Personalentwicklung wird in den Medius-Kliniken groß geschrieben. Die Klinik-Akademie offeriert seit Jahren einen dicken Katalog mit Kursen. „Fort- und Weiterbildung sind mit Blick auf den medizinischen Fortschritt existenziell“, sagt Grubwinkler. Leitungen von Stationen und Funktionsbereichen sollen in Kursen lernen, wie sie Belastungssituationen besser meistern können. Denn bei ihnen wirken sich die schwierigen Rahmenbedingungen im Gesundheitswesen aus. Für Oberärzte ist ein Traineeprogramm Pflicht, bei dem sie lernen, wie gute Führung funktioniert. Genau wie Chefärzte und Pflegedirektoren nimmt auch Elvira Benz an der Führungswerkstatt teil. Zuallererst gilt es jedoch, Mitarbeiter zu gewinnen. Die neue Rekrutierungskampagne für Pflegeschüler setzt auf Social-Media-Kanäle und einen Kino-Clip. Damit die Azubis Gutes über ihre Firma verbreiten, veranstalteten die Kliniken 2018 erstmals einen Azubi-Tag mit Olympiade. Wiedereinsteiger in der Pflege lockt man mit Unterstützungsprogrammen. Gepflegt werden auch langjährige Mitarbeiter, die mit Geschenkboxen geehrt oder in den Ruhestand verabschiedet werden.

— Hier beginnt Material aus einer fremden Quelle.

//! Schema resource store and reference resolution
//!
//! The store is the registry collaborator: callers populate it with every
//! schema resource reachable via `$ref` before compiling. Adding a document
//! walks it once, splitting embedded resources at `$id` boundaries and
//! indexing `$anchor`/`$dynamicAnchor`/`$recursiveAnchor` declarations per
//! resource. Resolution is a pure in-memory lookup; no network fetching.

use std::collections::HashMap;
use std::sync::Arc;

use serde_json::Value;
use tracing::debug;
use url::Url;

use crate::error::{CompileError, Result};
use crate::pointer::Pointer;

/// One schema resource: a document or an embedded `$id` subtree
#[derive(Debug, Clone)]
pub struct StoredResource {
    /// Absolute base URI, fragmentless
    pub base: String,
    /// The resource's raw schema value
    pub raw: Value,
    /// `$anchor` (and `$dynamicAnchor`) plain names → location in resource
    pub anchors: HashMap<String, Pointer>,
    /// `$dynamicAnchor` names → location; `$recursiveAnchor: true` registers
    /// the empty name
    pub dynamic_anchors: HashMap<String, Pointer>,
    /// `$schema` declared at the resource root
    pub dialect: Option<String>,
}

/// In-memory schema resource registry
#[derive(Debug, Clone, Default)]
pub struct SchemaStore {
    resources: HashMap<String, Arc<StoredResource>>,
}

/// A reference fragment, split from the joined URI
#[derive(Debug, Clone, PartialEq)]
pub enum Fragment {
    None,
    Pointer(Pointer),
    Anchor(String),
}

impl SchemaStore {
    pub fn new() -> Self {
        Self::default()
    }

    /// Add a document whose root declares `$id`
    ///
    /// Returns the root resource's base URI.
    pub fn add(&mut self, raw: &Value) -> Result<String> {
        let id = raw
            .get("$id")
            .and_then(Value::as_str)
            .ok_or_else(|| CompileError::ReferenceResolution {
                reference: String::new(),
                location: Pointer::root(),
                reason: "document root has no $id; use add_with_base".to_string(),
            })?;
        let base = parse_base(id, &Pointer::root())?;
        self.add_with_base(raw, &base)?;
        Ok(strip_fragment(&base))
    }

    /// Add a document under an explicit base URI
    ///
    /// A root `$id` still takes precedence, resolved against `base`.
    pub fn add_with_base(&mut self, raw: &Value, base: &Url) -> Result<String> {
        let mut walker = ResourceWalker {
            store: self,
            pending: Vec::new(),
        };
        walker.walk_root(raw, base)
    }

    /// Look up a resource by fragmentless base URI
    pub fn lookup(&self, base: &str) -> Option<Arc<StoredResource>> {
        self.resources.get(base).cloned()
    }

    pub fn len(&self) -> usize {
        self.resources.len()
    }

    pub fn is_empty(&self) -> bool {
        self.resources.is_empty()
    }

    fn insert(&mut self, resource: StoredResource) {
        debug!(base = %resource.base, anchors = resource.anchors.len(), "registered schema resource");
        self.resources
            .insert(resource.base.clone(), Arc::new(resource));
    }
}

/// Join a reference against a base URI and split the fragment
pub fn join_reference(
    scope_base: &str,
    reference: &str,
    location: &Pointer,
) -> Result<(String, Fragment)> {
    let base = Url::parse(scope_base).map_err(|e| CompileError::ReferenceResolution {
        reference: reference.to_string(),
        location: location.clone(),
        reason: format!("invalid base URI `{}`: {}", scope_base, e),
    })?;
    let joined = base
        .join(reference)
        .map_err(|e| CompileError::ReferenceResolution {
            reference: reference.to_string(),
            location: location.clone(),
            reason: e.to_string(),
        })?;
    let fragment = match joined.fragment() {
        None | Some("") => Fragment::None,
        Some(f) if f.starts_with('/') => {
            let pointer = Pointer::parse(f).ok_or_else(|| CompileError::ReferenceResolution {
                reference: reference.to_string(),
                location: location.clone(),
                reason: format!("malformed pointer fragment `{}`", f),
            })?;
            Fragment::Pointer(pointer)
        }
        Some(f) => Fragment::Anchor(f.to_string()),
    };
    let mut fragmentless = joined;
    fragmentless.set_fragment(None);
    Ok((fragmentless.to_string(), fragment))
}

/// Parse a `$id` into an absolute fragmentless base
pub fn parse_base(id: &str, location: &Pointer) -> Result<Url> {
    let mut url = Url::parse(id).map_err(|e| CompileError::ReferenceResolution {
        reference: id.to_string(),
        location: location.clone(),
        reason: format!("$id must be an absolute URI: {}", e),
    })?;
    url.set_fragment(None);
    Ok(url)
}

fn strip_fragment(url: &Url) -> String {
    let mut url = url.clone();
    url.set_fragment(None);
    url.to_string()
}

struct ResourceWalker<'s> {
    store: &'s mut SchemaStore,
    pending: Vec<StoredResource>,
}

impl ResourceWalker<'_> {
    fn walk_root(&mut self, raw: &Value, base: &Url) -> Result<String> {
        let root_base = match raw.get("$id").and_then(Value::as_str) {
            Some(id) => base.join(id).map_err(|e| CompileError::ReferenceResolution {
                reference: id.to_string(),
                location: Pointer::root(),
                reason: e.to_string(),
            })?,
            None => base.clone(),
        };
        let root_base = strip_fragment(&root_base);
        self.open_resource(raw, root_base.clone())?;
        Ok(root_base)
    }

    fn open_resource(&mut self, raw: &Value, base: String) -> Result<()> {
        let dialect = raw
            .get("$schema")
            .and_then(Value::as_str)
            .map(str::to_owned);
        self.pending.push(StoredResource {
            base,
            raw: raw.clone(),
            anchors: HashMap::new(),
            dynamic_anchors: HashMap::new(),
            dialect,
        });
        self.scan(raw, &Pointer::root(), true)?;
        if let Some(resource) = self.pending.pop() {
            self.store.insert(resource);
        }
        Ok(())
    }

    fn scan(&mut self, value: &Value, pointer: &Pointer, at_resource_root: bool) -> Result<()> {
        let Some(map) = value.as_object() else {
            return Ok(());
        };

        // A nested $id opens a new resource; the subtree is indexed under its
        // own base and not scanned into the enclosing resource.
        if !at_resource_root {
            if let Some(id) = map.get("$id").and_then(Value::as_str) {
                let current = self
                    .pending
                    .last()
                    .map(|r| r.base.clone())
                    .unwrap_or_default();
                let base = Url::parse(&current)
                    .and_then(|b| b.join(id))
                    .map_err(|e| CompileError::ReferenceResolution {
                        reference: id.to_string(),
                        location: pointer.clone(),
                        reason: e.to_string(),
                    })?;
                return self.open_resource(value, strip_fragment(&base));
            }
        }

        if let Some(resource) = self.pending.last_mut() {
            if let Some(anchor) = map.get("$anchor").and_then(Value::as_str) {
                resource.anchors.insert(anchor.to_string(), pointer.clone());
            }
            if let Some(anchor) = map.get("$dynamicAnchor").and_then(Value::as_str) {
                resource.anchors.insert(anchor.to_string(), pointer.clone());
                resource
                    .dynamic_anchors
                    .insert(anchor.to_string(), pointer.clone());
            }
            if map.get("$recursiveAnchor").and_then(Value::as_bool) == Some(true) {
                resource
                    .dynamic_anchors
                    .insert(String::new(), pointer.clone());
            }
        }

        for (keyword, child) in map {
            match keyword.as_str() {
                // map of subschemas
                "properties" | "patternProperties" | "dependentSchemas" | "$defs"
                | "definitions" => {
                    if let Some(children) = child.as_object() {
                        for (name, sub) in children {
                            self.scan(sub, &pointer.push(keyword).push(name), false)?;
                        }
                    }
                }
                // list of subschemas
                "allOf" | "anyOf" | "oneOf" | "prefixItems" => {
                    if let Some(children) = child.as_array() {
                        for (i, sub) in children.iter().enumerate() {
                            self.scan(sub, &pointer.push(keyword).push_index(i), false)?;
                        }
                    }
                }
                // single subschema (items may also be a list in older drafts)
                "items" | "additionalItems" | "additionalProperties" | "unevaluatedItems"
                | "unevaluatedProperties" | "contains" | "propertyNames" | "not" | "if"
                | "then" | "else" | "contentSchema" => match child {
                    Value::Array(children) => {
                        for (i, sub) in children.iter().enumerate() {
                            self.scan(sub, &pointer.push(keyword).push_index(i), false)?;
                        }
                    }
                    _ => self.scan(child, &pointer.push(keyword), false)?,
                },
                // draft 7 dependencies: schema-valued entries only
                "dependencies" => {
                    if let Some(children) = child.as_object() {
                        for (name, sub) in children {
                            if sub.is_object() || sub.is_boolean() {
                                self.scan(sub, &pointer.push(keyword).push(name), false)?;
                            }
                        }
                    }
                }
                _ => {}
            }
        }
        Ok(())
    }
}

#[cfg(test)]
mod tests {
    use super::*;
    use serde_json::json;

    #[test]
    fn test_add_requires_id() {
        let mut store = SchemaStore::new();
        assert!(store.add(&json!({"type": "object"})).is_err());
    }

    #[test]
    fn test_anchor_indexing() {
        let mut store = SchemaStore::new();
        let base = store
            .add(&json!({
                "$id": "https://example.com/root",
                "$defs": {
                    "a": {"$anchor": "first", "type": "string"},
                    "b": {"$dynamicAnchor": "second", "type": "number"}
                }
            }))
            .unwrap();
        let resource = store.lookup(&base).unwrap();
        assert_eq!(
            resource.anchors.get("first"),
            Some(&Pointer::parse("/$defs/a").unwrap())
        );
        // $dynamicAnchor doubles as a static anchor
        assert!(resource.anchors.contains_key("second"));
        assert!(resource.dynamic_anchors.contains_key("second"));
    }

    #[test]
    fn test_embedded_resource_split() {
        let mut store = SchemaStore::new();
        store
            .add(&json!({
                "$id": "https://example.com/outer",
                "$defs": {
                    "inner": {
                        "$id": "inner",
                        "$anchor": "here",
                        "type": "integer"
                    }
                }
            }))
            .unwrap();
        let inner = store.lookup("https://example.com/inner").unwrap();
        // Anchor belongs to the embedded resource, at its own root.
        assert_eq!(inner.anchors.get("here"), Some(&Pointer::root()));
        let outer = store.lookup("https://example.com/outer").unwrap();
        assert!(!outer.anchors.contains_key("here"));
    }

    #[test]
    fn test_join_reference_fragments() {
        let loc = Pointer::root();
        let (base, frag) =
            join_reference("https://example.com/s", "#/definitions/x", &loc).unwrap();
        assert_eq!(base, "https://example.com/s");
        assert_eq!(frag, Fragment::Pointer(Pointer::parse("/definitions/x").unwrap()));

        let (base, frag) = join_reference("https://example.com/a/b", "other#anchor", &loc).unwrap();
        assert_eq!(base, "https://example.com/a/other");
        assert_eq!(frag, Fragment::Anchor("anchor".to_string()));
    }
}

Nicht mit Prämien abwerben

Arbeitskräfte im Ausland zu gewinnen, versuchen die Kliniken ebenfalls, zum Beispiel in Serbien und auf den Philippinen. Sie werden bei Behördengängen und der der Wohnungssuche unterstützt, außerdem erhalten sie Sprachkurse für die medizinische Terminologie. Was die Klinikleitung jedoch ablehnt, sind Abwerbeprämien. „Das heizt nur die Spirale an“, sagt Elvira Benz. Ausnahme bildet eine Prämie, die Mitarbeiter bekommen, wenn sie neue Kollegen werben. Dass ihr gesamtes Mitarbeiter-Programm erfolgreich ist, schließt die stellvertretende Geschäftsführerin daraus, dass viele Mitarbeiter, die das Haus verlassen haben, wieder zurückkehren. „Das ist bemerkenswert und geschieht nicht des Geldes wegen, sondern wegen anderer Faktoren“, glaubt Benz.

3000 Mitarbeiter in den Medius-Kliniken

Stellen: Die Medius-Kliniken – sie gehören dem Landkreis Esslingen – sind einer der größten Arbeitgeber im Kreis. Anfang des Jahres wurde die 3000er-Grenze geknackt. Auf Vollstellen umgerechnet werden an den drei Standorten Kirchheim, Nürtingen und Ruit 2180 Stellen gezählt, das sind etwa 100 mehr als im Jahr 2016. Die Kliniken bilden etwa 200 Azubis aus.

Patienten: Die Zahl der Patienten steigt seit Jahren kontinuierlich. 2018 wurden 48 619 Patienten gezählt, rund 650 mehr als im Jahr 2017. Seit der Trendwende im Jahr 2013 – seither schreiben die Kliniken schwarze Zahlen – hat die Zahl der Patienten laut Geschäftsführer Thomas A. Kräh um knapp 20 Prozent zugenommen. Insgesamt verfügen die Medius-Kliniken über 1040 Betten.